Setelah sekitar dua jam melewati area penambangan batubara dan hamparan kebun sawit, mobil gardan ganda yang dikemudikan Arief Setiawan tiba di Desa Rantau Atas, Kecamatan Muara Samu, Kabupaten Paser, Kalimantan Timur, Rabu (23/3/2022). Senyum hangat warga menyambut kedatangan tim penyuluh dari Kesatuan Pengelolaan Hutan Produksi (KPHP) Kendilo itu.
Arief bersama tim berjalan kaki menuju kebun karet di belakang rumah warga. Lebih dari 200 stup atau kotak sarang lebah trigona ditempatkan di sana. Sejak tiga tahun lalu, madu yang dihasilkan koloni-koloni lebah itu menjadi sumber pendapatan tambahan bagi anggota Kelompok Tani Hutan (KTH) Nyungen Jaya di desa tersebut.
Bapak tiga anak itu membuka penutup salah satu stup. Ia berdiri di sisi berlawanan dari pintu masuk lebah. Tujuannya agar tidak menghalangi akses keluar masuk lebah sekaligus menghindari sengatan.

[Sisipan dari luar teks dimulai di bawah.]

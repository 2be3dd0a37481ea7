//! Built-in themes, keyed by environment class.

use std::collections::BTreeMap;

use serde::Serialize;
use tracing::error;

use crate::error::ThemeError;
use crate::glyphs;
use crate::segment::Segment;
use crate::style::{
    ColorValue,
    Style,
};

pub const LOCAL: &str = "Local";
pub const REMOTE: &str = "Remote";

/// A glyph together with the style it is drawn in.
#[derive(Debug, Clone, PartialEq, Eq, Serialize)]
pub struct Marker {
    pub glyph: String,
    pub style: Style,
}

impl Marker {
    fn new(glyph: &str, style: Style) -> Self {
        Self {
            glyph: glyph.to_string(),
            style,
        }
    }
}

#[derive(Debug, Clone, PartialEq, Eq, Serialize)]
pub struct Theme {
    pub name: String,
    pub styles: BTreeMap<Segment, Style>,
    pub snip: Marker,
    pub filler: Marker,
}

fn rgb(r: u8, g: u8, b: u8) -> ColorValue {
    ColorValue::rgb(r, g, b)
}

fn named(name: &str) -> ColorValue {
    ColorValue::named(name)
}

impl Theme {
    /// Look up a built-in theme by key.
    pub fn named(key: &str) -> Result<Self, ThemeError> {
        match key {
            LOCAL => Ok(Self::local()),
            REMOTE => Ok(Self::remote()),
            other => Err(ThemeError::UnknownTheme(other.to_string())),
        }
    }

    /// Like [`Theme::named`], but an unknown key is logged and an empty theme
    /// is returned so rendering can carry on with segment defaults.
    pub fn resolve(key: &str) -> Self {
        Self::named(key).unwrap_or_else(|err| {
            error!(%err, "using an empty theme");
            Self::empty(key)
        })
    }

    pub fn all() -> Vec<Self> {
        vec![Self::local(), Self::remote()]
    }

    pub fn empty(name: &str) -> Self {
        Self {
            name: name.to_string(),
            styles: BTreeMap::new(),
            snip: Marker::new(glyphs::LARGE_SQUARE, Style::new()),
            filler: Marker::new(glyphs::HR, Style::new()),
        }
    }

    /// Style for `segment`, or the unstyled default.
    pub fn style(&self, segment: Segment) -> Style {
        self.styles.get(&segment).cloned().unwrap_or_default()
    }

    pub fn local() -> Self {
        let styles = BTreeMap::from([
            (Segment::Project, Style::new().fg(rgb(29, 135, 165)).bg(rgb(13, 58, 101))),
            (Segment::Ssh, Style::new().fg(named("white")).bg(named("red"))),
            (Segment::User, Style::new().fg(rgb(136, 183, 108))),
            (Segment::Path, Style::new().fg(rgb(93, 159, 222))),
            (Segment::Time, Style::new().fg(rgb(52, 90, 125))),
            (Segment::Pipenv, Style::new().fg(rgb(70, 204, 64)).bg(rgb(36, 135, 75))),
            (Segment::Branch, Style::new().fg(rgb(236, 199, 0))),
            (Segment::Virtual, Style::new().fg(rgb(70, 204, 64)).bg(rgb(25, 94, 52))),
            (Segment::Orb, Style::new().fg(rgb(204, 0, 0)).bg(rgb(66, 12, 5)).bold()),
            (Segment::Poetry, Style::new().fg(rgb(70, 204, 64)).bg(rgb(25, 94, 52))),
            (Segment::Nix, Style::new().fg(named("white"))),
            (Segment::Venv, Style::new().fg(rgb(239, 255, 0)).bg(rgb(90, 95, 2))),
            (Segment::Ddev, Style::new().fg(rgb(208, 127, 255))),
            (Segment::Filler, Style::new().fg(rgb(25, 61, 85))),
            // the prompt marker is never styled, this is informational only
            (Segment::Dollar, Style::new().fg(rgb(239, 41, 41))),
        ]);

        Self {
            name: LOCAL.to_string(),
            styles,
            snip: Marker::new(glyphs::LARGE_DOT, Style::new().fg(named("red"))),
            filler: Marker::new(glyphs::SMALL_DOT, Style::new()),
        }
    }

    pub fn remote() -> Self {
        let styles = BTreeMap::from([
            (Segment::Project, Style::new().fg(rgb(252, 175, 62)).bg(rgb(74, 70, 0))),
            (Segment::User, Style::new().fg(rgb(204, 0, 0)).italic()),
            (Segment::Path, Style::new().fg(rgb(252, 175, 62))),
            (Segment::Ssh, Style::new().fg(rgb(204, 0, 0)).bg(rgb(66, 12, 5))),
            (Segment::Time, Style::new().fg(named("red"))),
            (Segment::Pipenv, Style::new().fg(rgb(70, 204, 64)).bg(rgb(36, 135, 75))),
            (Segment::Branch, Style::new().fg(rgb(252, 175, 62))),
            (Segment::Virtual, Style::new().fg(rgb(70, 204, 64)).bg(rgb(25, 94, 52))),
            (Segment::Orb, Style::new().fg(rgb(204, 0, 0)).bg(rgb(66, 12, 5)).bold()),
            (Segment::Poetry, Style::new().fg(rgb(70, 204, 64)).bg(rgb(25, 94, 52))),
            (Segment::Nix, Style::new().fg(named("white"))),
            (Segment::Venv, Style::new().fg(rgb(239, 255, 0)).bg(rgb(90, 95, 2))),
            (Segment::Filler, Style::new().fg(rgb(65, 65, 65))),
            (Segment::Dollar, Style::new().fg(rgb(204, 0, 0)).bg(rgb(0, 0, 0))),
        ]);

        Self {
            name: REMOTE.to_string(),
            styles,
            snip: Marker::new(glyphs::LARGE_SQUARE, Style::new()),
            filler: Marker::new(glyphs::SMALL_DOT, Style::new()),
        }
    }
}

#[cfg(test)]
mod tests {
    use super::*;
    use crate::context::EnvironmentClass;

    #[test]
    fn test_theme_for_environment() {
        assert_eq!(Theme::resolve(EnvironmentClass::Local.theme_key()).name, LOCAL);
        assert_eq!(Theme::resolve(EnvironmentClass::Ssh.theme_key()).name, REMOTE);
        assert_eq!(Theme::resolve(EnvironmentClass::Orb.theme_key()).name, REMOTE);
    }

    #[test]
    fn test_unknown_theme() {
        assert_eq!(
            Theme::named("Solarized"),
            Err(ThemeError::UnknownTheme("Solarized".to_string()))
        );

        let theme = Theme::resolve("Solarized");
        assert!(theme.styles.is_empty());
        assert_eq!(theme.style(Segment::Path), Style::default());
        assert_eq!(theme.snip.glyph, glyphs::LARGE_SQUARE);
        assert_eq!(theme.filler.glyph, glyphs::HR);
    }

    #[test]
    fn test_markers() {
        let local = Theme::local();
        assert_eq!(local.snip.glyph, glyphs::LARGE_DOT);
        assert_eq!(local.snip.style.fg, Some(ColorValue::named("red")));
        assert_eq!(local.filler.glyph, glyphs::SMALL_DOT);
        assert_eq!(Theme::remote().snip.glyph, glyphs::LARGE_SQUARE);
    }

    #[test]
    fn test_path_is_never_bracketed() {
        for theme in Theme::all() {
            assert!(theme.style(Segment::Path).bg.is_none(), "{}", theme.name);
        }
    }

    #[test]
    fn test_serializes_segment_keys() {
        let json = serde_json::to_value(Theme::local()).unwrap();
        assert_eq!(json["name"], "Local");
        assert_eq!(json["styles"]["path"]["fg"], serde_json::json!([93, 159, 222]));
        assert_eq!(json["styles"]["ssh"]["bg"], "red");
        assert_eq!(json["snip"]["glyph"], glyphs::LARGE_DOT);
    }
}
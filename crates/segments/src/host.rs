//! Side-effecting collaborators of the renderer: subprocesses and filesystem
//! walks. The renderer only talks to them through [`Host`] so tests can
//! substitute canned answers.

use std::io::Read;
use std::path::{
    Path,
    PathBuf,
};
use std::process::{
    Command,
    Stdio,
};
use std::sync::mpsc;
use std::thread;
use std::time::Duration;

use tracing::debug;

use crate::ddev::DdevStatus;
use crate::git::GitStatus;

/// Upper bound on any subprocess spawned while drawing a prompt.
pub const COMMAND_TIMEOUT_MS: u64 = 500;

pub trait Host {
    fn git_status(&self, cwd: &Path) -> Option<GitStatus>;

    fn ddev_status(&self, project_dir: &Path) -> Option<DdevStatus>;

    /// Run `kitten @ <args>`. Failures are ignored.
    fn kitten(&self, args: &[String]);
}

/// The real machine.
#[derive(Debug, Clone, Copy, Default)]
pub struct SystemHost;

impl Host for SystemHost {
    fn git_status(&self, cwd: &Path) -> Option<GitStatus> {
        GitStatus::detect(cwd)
    }

    fn ddev_status(&self, project_dir: &Path) -> Option<DdevStatus> {
        DdevStatus::detect(project_dir)
    }

    fn kitten(&self, args: &[String]) {
        let mut full = vec!["@".to_string()];
        full.extend_from_slice(args);
        let full: Vec<&str> = full.iter().map(String::as_str).collect();
        if run_command("kitten", &full, Path::new(".")).is_none() {
            debug!(?args, "kitten produced no output");
        }
    }
}

/// Run `program` in `cwd` and return its trimmed stdout.
///
/// Returns `None` when the program is missing, exits non-zero, prints nothing
/// or takes longer than [`COMMAND_TIMEOUT_MS`].
pub fn run_command(program: &str, args: &[&str], cwd: &Path) -> Option<String> {
    let mut child = match Command::new(program)
        .args(args)
        .current_dir(cwd)
        .stdin(Stdio::null())
        .stdout(Stdio::piped())
        .stderr(Stdio::null())
        .spawn()
    {
        Ok(child) => child,
        Err(err) => {
            debug!(%err, program, "command failed to start");
            return None;
        },
    };

    // drain stdout off-thread so a full pipe cannot stall the child
    let mut stdout = child.stdout.take()?;
    let (tx, rx) = mpsc::channel();
    thread::spawn(move || {
        let mut buf = Vec::new();
        let read = stdout.read_to_end(&mut buf).map(|_| buf);
        tx.send(read).ok();
    });

    let stdout = match rx.recv_timeout(Duration::from_millis(COMMAND_TIMEOUT_MS)) {
        Ok(read) => read,
        Err(err) => {
            debug!(%err, program, "command timed out");
            if let Err(err) = child.kill() {
                debug!(%err, program, "failed to kill command");
            }
            child.wait().ok();
            return None;
        },
    };

    let status = child.wait().ok()?;
    match stdout {
        Ok(stdout) if status.success() => String::from_utf8(stdout)
            .ok()
            .map(|s| s.trim_end().to_string())
            .filter(|s| !s.is_empty()),
        Ok(_) => None,
        Err(err) => {
            debug!(%err, program, "failed to read command output");
            None
        },
    }
}

#[derive(Debug, Clone, Copy, PartialEq, Eq)]
pub enum EntryKind {
    Dir,
    File,
}

/// Walk up from `start` looking for an entry named `target`.
///
/// The walk gives up at `stop_at` (typically the home directory, which is
/// not worth scanning) and never inspects the filesystem root.
pub fn find_upwards(start: &Path, target: &str, stop_at: Option<&Path>, kind: EntryKind) -> Option<PathBuf> {
    for dir in start.ancestors() {
        if dir.parent().is_none() || stop_at.is_some_and(|stop| dir == stop) {
            return None;
        }

        let candidate = dir.join(target);
        let found = match kind {
            EntryKind::Dir => candidate.is_dir(),
            EntryKind::File => candidate.is_file(),
        };
        if found {
            return Some(candidate);
        }
    }
    None
}

#[cfg(test)]
mod tests {
    use std::fs;
    use std::time::Instant;

    use super::*;

    #[test]
    fn test_missing_program_is_none() {
        assert_eq!(run_command("definitely-not-a-real-binary-xyz", &[], Path::new(".")), None);
    }

    #[cfg(unix)]
    #[test]
    fn test_command_output_is_trimmed() {
        assert_eq!(run_command("echo", &["main"], Path::new(".")), Some("main".to_string()));
        assert_eq!(run_command("false", &[], Path::new(".")), None);
    }

    #[cfg(unix)]
    #[test]
    fn test_slow_command_is_killed() {
        let started = Instant::now();
        assert_eq!(run_command("sleep", &["5"], Path::new(".")), None);
        assert!(started.elapsed() < Duration::from_secs(3));
    }

    #[test]
    fn test_find_upwards() {
        let root = tempfile::tempdir().unwrap();
        let nested = root.path().join("a/b/c");
        fs::create_dir_all(&nested).unwrap();
        fs::create_dir(root.path().join("a/.ddev")).unwrap();
        fs::write(root.path().join("a/b/.git"), "gitdir: elsewhere").unwrap();

        assert_eq!(
            find_upwards(&nested, ".ddev", None, EntryKind::Dir),
            Some(root.path().join("a/.ddev"))
        );
        assert_eq!(
            find_upwards(&nested, ".git", None, EntryKind::File),
            Some(root.path().join("a/b/.git"))
        );
        // a file does not satisfy a directory search
        assert_eq!(find_upwards(&nested, ".git", Some(root.path()), EntryKind::Dir), None);
    }

    #[test]
    fn test_find_upwards_stops() {
        let root = tempfile::tempdir().unwrap();
        let nested = root.path().join("a/b");
        fs::create_dir_all(&nested).unwrap();
        fs::create_dir(root.path().join(".ddev")).unwrap();

        let stop = root.path().join("a");
        assert_eq!(find_upwards(&nested, ".ddev", Some(&stop), EntryKind::Dir), None);
        assert!(find_upwards(&nested, ".ddev", None, EntryKind::Dir).is_some());
    }
}
use std::env;
use std::io::Write;
use std::path::{
    Path,
    PathBuf,
};
use std::process::ExitCode;

use clap::Subcommand;
use crossterm::style::Stylize;
use eyre::Result;
use segments::projects::CdTarget;
use segments::{
    ProjectEntry,
    ProjectError,
    ProjectStore,
};
use tracing::debug;

const NAME_COLUMN: usize = 15;

/// Project commands. `cd` prints shell code and is meant to be wrapped in a
/// shell function that `eval`s its output:
///
/// ```sh
/// cdd() { eval "$(prompt project cd "$1")"; }
/// ```
#[derive(Debug, Clone, PartialEq, Eq, Subcommand)]
pub enum ProjectSubcommand {
    /// Print a `cd` to a project, or to the root of the current one
    Cd {
        /// Case-insensitive prefix of a project name
        name: Option<String>,
    },
    /// Add a project, or change the color of an existing one
    Add {
        /// Project name, without whitespace
        name: String,
        /// An existing directory
        project_root: PathBuf,
        /// Named (red, blue, ...) or hex (#2e004c) color [default: random]
        #[arg(short, long)]
        color: Option<String>,
    },
    /// Remove a project by its full name
    Remove { name: String },
    /// List all projects
    List,
}

impl ProjectSubcommand {
    pub fn execute(self, store_path: &Path, out: &mut impl Write) -> Result<ExitCode> {
        let mut store = ProjectStore::load(store_path)?;
        match self {
            Self::Cd { name } => cd(&store, name.as_deref(), out),
            Self::Add {
                name,
                project_root,
                color,
            } => match store.add(&name, &project_root, color.as_deref()) {
                Ok(upsert) => {
                    store.save()?;
                    if upsert.updated {
                        writeln!(out, "New color: {}", upsert.entry.color)?;
                    }
                    Ok(ExitCode::SUCCESS)
                },
                Err(err) => report(&err),
            },
            Self::Remove { name } => match store.remove(&name) {
                Ok(removed) => {
                    store.save()?;
                    debug!(name = %removed.name, "removed project");
                    Ok(ExitCode::SUCCESS)
                },
                Err(err) => report(&err),
            },
            Self::List => {
                for entry in store.list() {
                    writeln!(out, "{}", listing_line(entry))?;
                }
                Ok(ExitCode::SUCCESS)
            },
        }
    }
}

fn cd(store: &ProjectStore, name: Option<&str>, out: &mut impl Write) -> Result<ExitCode> {
    let cwd = env::current_dir().and_then(|dir| dir.canonicalize())?;
    match store.resolve_cd(name, &cwd) {
        CdTarget::Jump(path) => {
            writeln!(out, "cd {}", shell_quote(&path.display().to_string()))?;
            Ok(ExitCode::SUCCESS)
        },
        CdTarget::Choose(entries) => {
            writeln!(out, "{}", printf_listing(&entries))?;
            Ok(ExitCode::SUCCESS)
        },
        CdTarget::NoMatch(entries) => {
            writeln!(out, "{}", printf_listing(&entries))?;
            let message = format!("No project match for: {}", name.unwrap_or_default());
            writeln!(
                out,
                "printf \"\\n{} {}\\n\"",
                "Error:".bold().red(),
                printf_escape(&message).red()
            )?;
            Ok(ExitCode::FAILURE)
        },
    }
}

fn report(err: &ProjectError) -> Result<ExitCode> {
    eprintln!("{} {}", "Error:".bold().red(), err.to_string().red());
    Ok(ExitCode::FAILURE)
}

/// Name padded and bold, path with `~` for home and dimmed, red when the
/// directory is gone.
fn listing_line(entry: &ProjectEntry) -> String {
    format!("{}  {}", padded_name(entry).bold(), styled_path(entry, &shown_path(&entry.path)))
}

fn padded_name(entry: &ProjectEntry) -> String {
    format!("{:<NAME_COLUMN$}", entry.name)
}

fn styled_path(entry: &ProjectEntry, shown: &str) -> String {
    if entry.path.exists() {
        shown.dim().to_string()
    } else {
        shown.dim().red().to_string()
    }
}

fn shown_path(path: &Path) -> String {
    match dirs::home_dir().and_then(|home| path.strip_prefix(home).ok().map(Path::to_path_buf)) {
        Some(rest) if rest.as_os_str().is_empty() => "~".to_string(),
        Some(rest) => format!("~/{}", rest.display()),
        None => path.display().to_string(),
    }
}

fn printf_listing(entries: &[&ProjectEntry]) -> String {
    let body: String = entries
        .iter()
        .map(|entry| {
            let name = printf_escape(&padded_name(entry));
            let path = printf_escape(&shown_path(&entry.path));
            format!("{}  {}\\n", name.bold(), styled_path(entry, &path))
        })
        .collect();
    format!("printf \"{body}\"")
}

/// Escape `text` for a double-quoted `printf` format string.
fn printf_escape(text: &str) -> String {
    let mut escaped = String::with_capacity(text.len());
    for c in text.chars() {
        match c {
            '\\' => escaped.push_str(r"\\\\"),
            '"' | '$' | '`' => {
                escaped.push('\\');
                escaped.push(c);
            },
            '%' => escaped.push_str("%%"),
            _ => escaped.push(c),
        }
    }
    escaped
}

fn shell_quote(text: &str) -> String {
    let safe = |c: char| c.is_ascii_alphanumeric() || "/._-+:,@".contains(c);
    if !text.is_empty() && text.chars().all(safe) {
        text.to_string()
    } else {
        format!("'{}'", text.replace('\'', r"'\''"))
    }
}
//! Assembles a full prompt line from three segment groups.

use tracing::trace;

use crate::ledger::Ledger;
use crate::renderer::SegmentRenderer;
use crate::segment::Segment;

/// Which segments go where on the line.
///
/// `left` is drawn first and usually ends with the filler, `right` follows
/// the filler, and `last` closes the line (normally the prompt marker).
#[derive(Debug, Clone, PartialEq, Eq)]
pub struct Layout {
    pub left: Vec<Segment>,
    pub right: Vec<Segment>,
    pub last: Vec<Segment>,
}

impl Default for Layout {
    fn default() -> Self {
        Self {
            left: vec![
                Segment::Invisible,
                Segment::Orb,
                Segment::Poetry,
                Segment::Pipenv,
                Segment::Project,
                Segment::Branch,
                Segment::User,
                Segment::Venv,
                Segment::Nix,
                Segment::Ssh,
                Segment::Path,
                Segment::Filler,
            ],
            right: vec![Segment::Time],
            last: vec![Segment::Dollar],
        }
    }
}

#[derive(Debug, Clone, PartialEq, Eq)]
pub struct ComposedLine {
    pub line: String,
    pub ledger: Ledger,
}

/// Render `layout` into a single line.
///
/// The right group is rendered before the left one even though it is shown
/// after it: the filler sits in the left group and needs the right group's
/// width in the ledger already.
pub fn compose(mut renderer: SegmentRenderer<'_>, layout: &Layout) -> ComposedLine {
    let right = render_group(&mut renderer, &layout.right);
    let left = render_group(&mut renderer, &layout.left);
    let last = render_group(&mut renderer, &layout.last);

    let ledger = renderer.into_ledger();
    trace!(entries = ?ledger.entries(), consumed = ledger.consumed(), "composed prompt");
    ComposedLine {
        line: format!("{left} {right}{last}"),
        ledger,
    }
}

/// Render each segment and join the non-empty ones with a space. Zero-width
/// output is attached without one.
fn render_group(renderer: &mut SegmentRenderer<'_>, segments: &[Segment]) -> String {
    let mut group = String::new();
    let mut has_visible = false;
    for &segment in segments {
        let rendered = renderer.render_segment(segment);
        if rendered.is_empty() {
            continue;
        }
        if segment.is_zero_width() {
            group.push_str(&rendered);
            continue;
        }
        if has_visible {
            group.push(' ');
        }
        group.push_str(&rendered);
        has_visible = true;
    }
    group
}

Selain dipenuhi madu, di stup itu juga terdapat sejumlah telur yang akan menjadi calon pejantan. ”Ini persiapan mau pecah koloni secara alami. Jadi, perlu stup lagi untuk tempat koloni baru,” ujarnya disambut anggukan anggota KTH Nyungen Jaya.
Ratusan stup atau kotak sarang lebah ditempatkan di kebun karet di Desa Rantau Atas, Kecamatan Muara Samu, Kabupaten Paser, Kalimantan Timur, Rabu (23/3/2022).
Setiap kali berkunjung ke Desa Rantau Atas, Arief selalu menyempatkan diri untuk berkomunikasi dengan warga setempat. Selain mempererat hubungan, dari obrolan itu pula ia mengetahui permasalahan dan kebutuhan warga.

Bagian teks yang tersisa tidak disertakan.